Input data:
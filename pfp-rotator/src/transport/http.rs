//! HTTP transport for the update triggers
//!
//! # API Endpoints
//!
//! ## GET|POST /api/public-update
//!
//! Open to anyone, rate limited per client (3 per hour by default). Every
//! response carries:
//!
//! ```text
//! X-RateLimit-Limit: 3
//! X-RateLimit-Remaining: 2
//! X-RateLimit-Reset: 2024-05-01T13:00:00.000Z
//! ```
//!
//! ### 200
//!
//! ```json
//! {
//!   "success": true,
//!   "message": "Profile updated with cat.png!",
//!   "pfpFile": "cat.png",
//!   "rateLimit": { "remaining": 2, "resetTime": "2024-05-01T13:00:00.000Z" }
//! }
//! ```
//!
//! ### 429
//!
//! ```json
//! {
//!   "error": "Rate limit exceeded",
//!   "message": "Too many update requests. Please try again later.",
//!   "resetTime": "2024-05-01T13:00:00.000Z",
//!   "limit": 3,
//!   "window": "1 hour"
//! }
//! ```
//!
//! ### 500
//!
//! ```json
//! { "error": "Update failed", "message": "Login failed (401): ..." }
//! ```
//!
//! ## GET|POST /api/update-pfp
//!
//! Not rate limited. Meant for a scheduler; when a cron secret is
//! configured the request must carry `Authorization: Bearer <secret>`.
//! Replies with plain text.
//!
//! ## GET /health
//!
//! Returns "OK" with 200 status.

use crate::error::UpdateError;
use crate::identity::resolve_identifier;
use crate::types::{
    PublicUpdateResponse, RateLimitExceededResponse, RateLimitSnapshot, UpdateFailedResponse,
    describe_window, to_iso8601,
};
use crate::updater::Orchestrator;
use anyhow::{Result, anyhow};
use axum::extract::{ConnectInfo, FromRequestParts, State};
use axum::http::header::AUTHORIZATION;
use axum::http::request::Parts;
use axum::http::{HeaderMap, HeaderName, HeaderValue, StatusCode};
use axum::response::{IntoResponse, Json, Response};
use axum::routing::get;
use axum::Router;
use pfp_governor::{Clock, Quota, RateGovernor, ShardedStore};
use std::convert::Infallible;
use std::future::Future;
use std::net::SocketAddr;
use std::sync::Arc;

const RATE_LIMIT_LIMIT: HeaderName = HeaderName::from_static("x-ratelimit-limit");
const RATE_LIMIT_REMAINING: HeaderName = HeaderName::from_static("x-ratelimit-remaining");
const RATE_LIMIT_RESET: HeaderName = HeaderName::from_static("x-ratelimit-reset");

/// The governor type the server runs with
pub type SharedGovernor = RateGovernor<ShardedStore, Arc<dyn Clock>>;

/// State shared by all handlers
pub struct AppState {
    pub governor: Arc<SharedGovernor>,
    pub orchestrator: Arc<dyn Orchestrator>,
    /// Quota applied per client on the public trigger
    pub public_quota: Quota,
    /// Bearer secret for the authenticated trigger
    pub cron_secret: Option<String>,
}

/// HTTP transport implementation
pub struct HttpTransport {
    addr: SocketAddr,
}

impl HttpTransport {
    pub fn new(host: &str, port: u16) -> Result<Self> {
        let addr = format!("{host}:{port}")
            .parse()
            .map_err(|e| anyhow!("Invalid address {host}:{port}: {e}"))?;
        Ok(Self { addr })
    }

    /// Serve until `shutdown` resolves
    pub async fn start(
        self,
        state: Arc<AppState>,
        shutdown: impl Future<Output = ()> + Send + 'static,
    ) -> Result<()> {
        let app = router(state);

        tracing::info!("HTTP server listening on {}", self.addr);

        let listener = tokio::net::TcpListener::bind(self.addr).await?;
        axum::serve(
            listener,
            app.into_make_service_with_connect_info::<SocketAddr>(),
        )
        .with_graceful_shutdown(shutdown)
        .await?;

        Ok(())
    }
}

/// Build the application router
pub fn router(state: Arc<AppState>) -> Router {
    Router::new()
        .route(
            "/api/public-update",
            get(handle_public_update).post(handle_public_update),
        )
        .route(
            "/api/update-pfp",
            get(handle_authenticated_update).post(handle_authenticated_update),
        )
        .route("/health", get(|| async { "OK" }))
        .with_state(state)
}

/// Peer address of the connection, when the server was started with connect info
pub struct ClientAddr(pub Option<SocketAddr>);

impl<S: Send + Sync> FromRequestParts<S> for ClientAddr {
    type Rejection = Infallible;

    async fn from_request_parts(parts: &mut Parts, _state: &S) -> Result<Self, Self::Rejection> {
        Ok(ClientAddr(
            parts
                .extensions
                .get::<ConnectInfo<SocketAddr>>()
                .map(|ConnectInfo(addr)| *addr),
        ))
    }
}

async fn handle_public_update(
    State(state): State<Arc<AppState>>,
    ClientAddr(peer): ClientAddr,
    headers: HeaderMap,
) -> Response {
    let identifier = resolve_identifier(&headers, peer);
    tracing::info!("Public update requested by {}", identifier);

    let quota = state.public_quota;
    let admission = match state
        .governor
        .admit(&identifier, quota.max_requests, quota.window)
    {
        Ok(admission) => admission,
        Err(e) => {
            tracing::error!("Rate governor error: {}", e);
            return update_failed(HeaderMap::new(), e.to_string());
        }
    };

    let reset_time = to_iso8601(admission.reset_time);
    let limit_headers = rate_limit_headers(quota.max_requests, admission.remaining, &reset_time);

    if !admission.success {
        tracing::warn!("Rate limit exceeded for {}", identifier);
        return (
            StatusCode::TOO_MANY_REQUESTS,
            limit_headers,
            Json(RateLimitExceededResponse {
                error: "Rate limit exceeded".to_string(),
                message: "Too many update requests. Please try again later.".to_string(),
                reset_time,
                limit: quota.max_requests,
                window: describe_window(quota.window),
            }),
        )
            .into_response();
    }

    tracing::debug!(
        remaining = admission.remaining,
        "Admitted public update for {}",
        identifier
    );

    match state.orchestrator.update_profile().await {
        Ok(outcome) => {
            tracing::info!("Public update successful: {}", outcome.pfp_file);
            (
                StatusCode::OK,
                limit_headers,
                Json(PublicUpdateResponse {
                    success: true,
                    message: outcome.message,
                    pfp_file: outcome.pfp_file,
                    rate_limit: RateLimitSnapshot {
                        remaining: admission.remaining,
                        reset_time,
                    },
                }),
            )
                .into_response()
        }
        Err(e) => {
            tracing::error!("Public update failed: {}", e);
            update_failed(limit_headers, e.to_string())
        }
    }
}

async fn handle_authenticated_update(
    State(state): State<Arc<AppState>>,
    headers: HeaderMap,
) -> Response {
    if let Some(secret) = &state.cron_secret {
        if !bearer_matches(&headers, secret) {
            tracing::warn!("Rejected update-pfp request with missing or wrong bearer token");
            return (StatusCode::UNAUTHORIZED, "Unauthorized").into_response();
        }
    }

    tracing::info!("Scheduled update requested");

    match state.orchestrator.update_profile().await {
        Ok(outcome) => (
            StatusCode::OK,
            format!("Profile updated with {}!", outcome.pfp_file),
        )
            .into_response(),
        Err(UpdateError::Configuration) => {
            tracing::error!("Scheduled update failed: missing credentials");
            (
                StatusCode::INTERNAL_SERVER_ERROR,
                "Server configuration error.",
            )
                .into_response()
        }
        Err(e) => {
            tracing::error!("Scheduled update failed: {}", e);
            (
                StatusCode::INTERNAL_SERVER_ERROR,
                format!("An error occurred: {e}"),
            )
                .into_response()
        }
    }
}

fn rate_limit_headers(limit: u32, remaining: u32, reset_time: &str) -> HeaderMap {
    let mut headers = HeaderMap::new();
    headers.insert(RATE_LIMIT_LIMIT, HeaderValue::from(limit));
    headers.insert(RATE_LIMIT_REMAINING, HeaderValue::from(remaining));
    if let Ok(value) = HeaderValue::from_str(reset_time) {
        headers.insert(RATE_LIMIT_RESET, value);
    }
    headers
}

fn update_failed(headers: HeaderMap, message: String) -> Response {
    (
        StatusCode::INTERNAL_SERVER_ERROR,
        headers,
        Json(UpdateFailedResponse {
            error: "Update failed".to_string(),
            message,
        }),
    )
        .into_response()
}

fn bearer_matches(headers: &HeaderMap, secret: &str) -> bool {
    headers
        .get(AUTHORIZATION)
        .and_then(|v| v.to_str().ok())
        .and_then(|v| v.strip_prefix("Bearer "))
        .is_some_and(|token| token == secret)
}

Problem requirements: Scan the material above for the word "await", and copy each line where it appears.

Expected output:
        let listener = tokio::net::TcpListener::bind(self.addr).await?;
        .await?;
    match state.orchestrator.update_profile().await {
    match state.orchestrator.update_profile().await {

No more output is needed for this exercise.